The agreement does not include any admission of wrongdoing on the part of the company, Minnesota Power reported.
Minnesota Power is one of many utility companies in the U.S. whose investments in electric generation facilities were reviewed as part of the EPA's Coal-Fired Power Plant Enforcement Initiative that began in 1999.
The initiative has resulted in more than 25 related settlements nationwide.
"The company has been in discussions with the EPA since 2008 to settle this matter to avoid costly litigation, in the best interest of our customers and other stakeholders," said ALLETE Senior Vice President, General Counsel and Secretary Deb Amberg. "We are pleased to have reached a settlement that recognizes the significant investments we've already made to reduce emissions. It is consistent with our EnergyForward resource strategy to reduce emissions, diversify our energy mix and advance renewable energy."

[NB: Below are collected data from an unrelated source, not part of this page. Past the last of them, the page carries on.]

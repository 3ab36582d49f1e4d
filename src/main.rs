use std::net::SocketAddr;
use std::path::PathBuf;
use std::time::Duration;

use tracing::{info, warn};

use axum_server::tls_rustls::RustlsConfig;
use clap::Parser;
use http::{HeaderName, Method, header::CONTENT_TYPE};
use tokio::net::TcpListener;
use tower_governor::{
    GovernorLayer, governor::GovernorConfigBuilder, key_extractor::SmartIpKeyExtractor,
};
use tower_http::cors::{Any, CorsLayer};
use tower_http::set_header::SetResponseHeaderLayer;

use anyhow::anyhow;

use tutor_relay::{ServerConfig, handlers::realtime::identity::CLIENT_ID_HEADER, routes, state::AppState};

/// Tutor Relay - realtime voice relay with per-client usage quotas
#[derive(Parser, Debug)]
#[command(name = "tutor-relay")]
#[command(version, about, long_about = None)]
struct Cli {
    /// Path to configuration file (YAML)
    #[arg(short = 'c', long = "config", value_name = "FILE")]
    config: Option<PathBuf>,
}

fn build_cors_layer(origins: Option<&str>) -> CorsLayer {
    let methods = [Method::GET, Method::POST, Method::OPTIONS];
    let headers = [CONTENT_TYPE, HeaderName::from_static(CLIENT_ID_HEADER)];

    match origins {
        Some("*") => CorsLayer::new()
            .allow_origin(Any)
            .allow_methods(methods)
            .allow_headers(headers)
            .allow_credentials(false),
        Some(origins) => {
            // Parse comma-separated origins
            let origins: Vec<_> = origins
                .split(',')
                .filter_map(|s| s.trim().parse().ok())
                .collect();
            CorsLayer::new()
                .allow_origin(origins)
                .allow_methods(methods)
                .allow_headers(headers)
                .allow_credentials(true)
        }
        None => {
            info!("CORS not configured, defaulting to same-origin only");
            CorsLayer::new()
                .allow_methods(methods)
                .allow_headers(headers)
                .allow_credentials(false)
        }
    }
}

async fn shutdown_signal() {
    if let Err(e) = tokio::signal::ctrl_c().await {
        warn!("Failed to listen for shutdown signal: {}", e);
        std::future::pending::<()>().await;
    }
    info!("Shutdown signal received");
}

#[tokio::main]
async fn main() -> anyhow::Result<()> {
    // Load .env file if it exists (must be done before config loading)
    let _ = dotenvy::dotenv();

    // Initialize tracing
    tracing_subscriber::fmt::init();

    // Initialize crypto provider for TLS connections
    // This must be done before any TLS connections are attempted
    rustls::crypto::ring::default_provider()
        .install_default()
        .map_err(|_| anyhow!("Failed to install default crypto provider"))?;

    let cli = Cli::parse();

    // Load configuration from file or environment
    let config = if let Some(config_path) = cli.config {
        println!("Loading configuration from {}", config_path.display());
        ServerConfig::from_file(&config_path).map_err(|e| anyhow!(e.to_string()))?
    } else {
        ServerConfig::from_env().map_err(|e| anyhow!(e.to_string()))?
    };

    if config.openai_api_key.is_none() {
        warn!("OPENAI_API_KEY is not set; session creation will fail");
    }

    let address = config.address();
    let tls_config = config.tls.clone();
    let rate_limit_rps = config.rate_limit_requests_per_second;
    let rate_limit_burst = config.rate_limit_burst_size;
    let cors_layer = build_cors_layer(config.cors_allowed_origins.as_deref());
    info!(
        quota_seconds = config.max_audio_length_seconds,
        model = %config.default_model,
        voice = %config.default_voice,
        "Starting server on {address}"
    );

    // Create application state
    let app_state = AppState::new(config);

    // Configure rate limiting (disabled when rate >= 100000 for performance testing)
    let governor_layer = if rate_limit_rps < 100000 {
        let governor_config = GovernorConfigBuilder::default()
            .per_second(rate_limit_rps as u64)
            .burst_size(rate_limit_burst)
            .key_extractor(SmartIpKeyExtractor)
            .finish()
            .ok_or_else(|| anyhow!("Failed to build rate limiter config"))?;
        Some(GovernorLayer::new(governor_config))
    } else {
        info!("Rate limiting disabled (rate >= 100000/s)");
        None
    };

    // Security headers
    let security_headers = tower::ServiceBuilder::new()
        .layer(SetResponseHeaderLayer::overriding(
            http::header::X_CONTENT_TYPE_OPTIONS,
            http::HeaderValue::from_static("nosniff"),
        ))
        .layer(SetResponseHeaderLayer::overriding(
            http::header::X_FRAME_OPTIONS,
            http::HeaderValue::from_static("DENY"),
        ));

    let app = routes::create_router(app_state.clone())
        .layer(cors_layer)
        .layer(tower::util::option_layer(governor_layer))
        .layer(security_headers);

    // Parse socket address
    let socket_addr: SocketAddr = address
        .parse()
        .map_err(|e| anyhow!("Invalid server address '{}': {}", address, e))?;

    // Start server with or without TLS
    if let Some(tls) = tls_config {
        // Load TLS configuration from certificate and key files
        let rustls_config = RustlsConfig::from_pem_file(&tls.cert_path, &tls.key_path)
            .await
            .map_err(|e| {
                anyhow!(
                    "Failed to load TLS certificates from {} and {}: {}",
                    tls.cert_path.display(),
                    tls.key_path.display(),
                    e
                )
            })?;

        info!("Server listening on https://{} (TLS enabled)", socket_addr);

        let handle = axum_server::Handle::new();
        tokio::spawn({
            let handle = handle.clone();
            async move {
                shutdown_signal().await;
                handle.graceful_shutdown(Some(Duration::from_secs(10)));
            }
        });

        axum_server::bind_rustls(socket_addr, rustls_config)
            .handle(handle)
            .serve(app.into_make_service_with_connect_info::<SocketAddr>())
            .await
            .map_err(|e| anyhow!("TLS server error: {}", e))?;
    } else {
        info!("Server listening on http://{}", socket_addr);

        let listener = TcpListener::bind(&socket_addr).await?;
        axum::serve(
            listener,
            app.into_make_service_with_connect_info::<SocketAddr>(),
        )
        .with_graceful_shutdown(shutdown_signal())
        .await?;
    }

    app_state.sessions.close_all().await;
    info!("Server stopped");

    Ok(())
}
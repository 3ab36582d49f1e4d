//! HTTP and WebSocket request handlers
//!
//! - `api` - Health check endpoint
//! - `realtime` - Session offers, quota status and the relay WebSocket

pub mod api;
pub mod realtime;

pub use realtime::{create_offer, limit_status, realtime_ws_handler};
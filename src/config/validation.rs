//! Configuration validation.

use super::{ServerConfig, TlsConfig};

pub(super) fn validate_tls(tls: &Option<TlsConfig>) -> Result<(), String> {
    let Some(tls) = tls else {
        return Ok(());
    };
    if !tls.cert_path.exists() {
        return Err(format!(
            "TLS certificate not found: {}",
            tls.cert_path.display()
        ));
    }
    if !tls.key_path.exists() {
        return Err(format!("TLS key not found: {}", tls.key_path.display()));
    }
    Ok(())
}

pub(super) fn validate_realtime_url(url: &str) -> Result<(), String> {
    let parsed = url::Url::parse(url).map_err(|e| format!("Invalid realtime URL {url}: {e}"))?;
    match parsed.scheme() {
        "ws" | "wss" => Ok(()),
        other => Err(format!(
            "Realtime URL must use ws:// or wss://, got {other}://"
        )),
    }
}

pub(super) fn validate_rate_limits(config: &ServerConfig) -> Result<(), String> {
    if config.rate_limit_requests_per_second == 0 {
        return Err("Rate limit requests per second must be greater than 0".to_string());
    }
    if config.rate_limit_burst_size == 0 {
        return Err("Rate limit burst size must be greater than 0".to_string());
    }
    Ok(())
}

pub(super) fn validate(config: &ServerConfig) -> Result<(), Box<dyn std::error::Error>> {
    validate_tls(&config.tls)?;
    validate_realtime_url(&config.realtime_url)?;
    validate_rate_limits(config)?;
    Ok(())
}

Since 2006, Minnesota Power reports it has invested or will invest more than $600 million to reduce sulfur dioxide, nitrogen oxide, mercury and particulate matter emissions at its thermal generation facilities. Retrofits to comply with state and federal regulations at its two largest units — Boswell 3 and Boswell 4 — will result in a 90 percent reduction in mercury emissions. Many of the emission control measures were implemented during the six-year discussions to resolve the Notice of Violation (NOV).

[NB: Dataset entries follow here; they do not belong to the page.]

//! Process-wide directory of live sessions.

use std::sync::Arc;
use tracing::{debug, info, warn};
use uuid::Uuid;

use super::{Session, SessionMap, SessionState};
use crate::core::realtime::{RealtimeError, RealtimeResult, UpstreamFactory};
use crate::core::usage::UsageMeter;

/// Creates, looks up and tears down sessions by id.
///
/// Only sessions whose upstream handshake succeeded are ever registered.
/// A session that closes itself removes its own entry.
pub struct SessionRegistry {
    sessions: Arc<SessionMap>,
    factory: Arc<dyn UpstreamFactory>,
    meter: Arc<UsageMeter>,
}

impl SessionRegistry {
    pub fn new(factory: Arc<dyn UpstreamFactory>, meter: Arc<UsageMeter>) -> Self {
        Self {
            sessions: Arc::new(SessionMap::new()),
            factory,
            meter,
        }
    }

    pub fn usage(&self) -> &Arc<UsageMeter> {
        &self.meter
    }

    /// Create a session, complete its upstream handshake and register it.
    pub async fn create(
        &self,
        client_id: &str,
        model: &str,
        voice: &str,
    ) -> RealtimeResult<Arc<Session>> {
        let id = Uuid::new_v4().to_string();
        let upstream = self.factory.create()?;
        let session = Arc::new(Session::new(
            id,
            client_id.to_string(),
            model.to_string(),
            voice.to_string(),
            upstream,
            Arc::clone(&self.meter),
            Arc::downgrade(&self.sessions),
        ));

        session.initialize().await?;
        self.register(session)
    }

    /// Insert an initialized session, unless it already started closing.
    pub(super) fn register(&self, session: Arc<Session>) -> RealtimeResult<Arc<Session>> {
        let id = session.id().to_string();
        self.sessions.insert(id.clone(), Arc::clone(&session));

        // The relay may have started closing before the entry existed.
        if matches!(
            session.state(),
            SessionState::Closing | SessionState::Closed
        ) {
            self.sessions
                .remove_if(&id, |_, s| Arc::ptr_eq(s, &session));
            warn!(session_id = %id, "Session closed before it was registered");
            return Err(RealtimeError::ConnectError(format!(
                "session {id} closed during setup"
            )));
        }

        info!(session_id = %id, client_id = %session.client_id(), "Session registered");
        Ok(session)
    }

    pub fn get(&self, session_id: &str) -> RealtimeResult<Arc<Session>> {
        self.sessions
            .get(session_id)
            .map(|entry| Arc::clone(entry.value()))
            .ok_or_else(|| RealtimeError::NotFound(session_id.to_string()))
    }

    pub fn contains(&self, session_id: &str) -> bool {
        self.sessions.contains_key(session_id)
    }

    /// Close and unregister a session. Unknown ids are a no-op.
    pub async fn remove(&self, session_id: &str) {
        let Ok(session) = self.get(session_id) else {
            debug!(session_id = %session_id, "Remove requested for unknown session");
            return;
        };

        session.close().await;
        self.sessions
            .remove_if(session_id, |_, s| Arc::ptr_eq(s, &session));
    }

    /// Close every registered session.
    pub async fn close_all(&self) {
        let ids: Vec<String> = self.sessions.iter().map(|e| e.key().clone()).collect();
        if !ids.is_empty() {
            info!(count = ids.len(), "Closing all sessions");
        }
        for id in ids {
            self.remove(&id).await;
        }
    }

    pub fn len(&self) -> usize {
        self.sessions.len()
    }

    pub fn is_empty(&self) -> bool {
        self.sessions.is_empty()
    }
}
//! Realtime relay route configuration

use axum::{
    Router,
    routing::{get, post},
};
use tower_http::trace::TraceLayer;

use crate::handlers::realtime::{create_offer, limit_status, realtime_ws_handler};
use crate::state::AppState;
use std::sync::Arc;

/// Create the realtime relay router
///
/// # Endpoints
///
/// - `POST /api/realtime/offer` - create a session, answers with its id
/// - `GET /api/realtime/limit` - `{"limit_reached": bool, ...}` for the caller
/// - `GET /api/realtime/ws/{session_id}` - WebSocket upgrade onto a session
///
/// # Example
///
/// ```json
/// // POST /api/realtime/offer
/// {"sdp": "v=0...", "voice": "shimmer"}
///
/// // 200 OK
/// {"session_id": "...", "type": "answer", "sdp": "v=0...", "status": "connected"}
///
/// // 429 Too Many Requests
/// {"type": "error", "code": "LIMIT_REACHED", "error": "Time usage limit exceeded."}
/// ```
pub fn create_realtime_router() -> Router<Arc<AppState>> {
    Router::new()
        .route("/api/realtime/offer", post(create_offer))
        .route("/api/realtime/limit", get(limit_status))
        .route("/api/realtime/ws/{session_id}", get(realtime_ws_handler))
        .layer(TraceLayer::new_for_http())
}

"As a regulated utility providing an essential service, we must always take a long-range planning view to meet our electric customers' needs in the most cost-competitive and reliable manner," said Al Rudeck, Minnesota Power vice president of strategy and planning.
As part of its EnergyForward strategy toward achieving a diversified and more flexible energy mix, the company reports it has secured 600 megawatts of new wind capacity, dramatically growing its carbon emission-free renewable portfolio. By the end of 2014, Minnesota Power will be positioned to meet Minnesota's renewable standard of 25 percent by 2025 - more than a decade earlier than required by law.
The settlement agreement covers Minnesota Power's Boswell, Laskin, Taconite Harbor and Rapids Energy Centers and includes more stringent emissions limits than in current air permits at all affected units, and the option of refueling, retrofits and retirements at some units. It also includes the addition of 200 megawatts of wind energy. Minnesota Power will also spend $4.2 million over the next five years in conservation and clean energy projects benefitting local communities, which could potentially include a forest restoration project, an electric car charging station in northeastern Minnesota and a 1 megawatt solar installation on Fond du Lac Band of Lake Superior Chippewa property. Under the terms of the settlement, the company will also pay a $1.4 million civil penalty. In the second quarter of 2014, ALLETE recorded an after-tax expense of $2.5 million, or $0.06 per share, to reflect a liability associated with the conservation and clean energy projects. Due to its non-recurring nature, the expense will be excluded from 2014 earnings guidance. A liability for the civil penalty was recognized in 2013.
In August 2008, and April 2011, Minnesota Power received NOVs from the EPA alleging that Minnesota Power made past modifications at its Boswell, Laskin and Rapids Energy Centers between 1981 and 2005 without following appropriate pre-construction review and permitting (New Source Review) requirements.
While Minnesota Power reports it believes the projects specified in the NOVs were in full compliance with the Clean Air Act, NSR requirements and applicable permits, it entered into the settlement agreement to avoid unnecessary costs and delays associated with litigation. Settlement negotiations resulted in a consent decree filed with the U.S. District Court for the District of Minnesota. Before it will be effective, the settlement must be approved by the court after a 30-day public comment period.
Minnesota Power provides electric service within a 26,000-square-mile area in northeastern Minnesota with 144,000 customers, 16 municipalities and some of the largest industrial customers in the United States.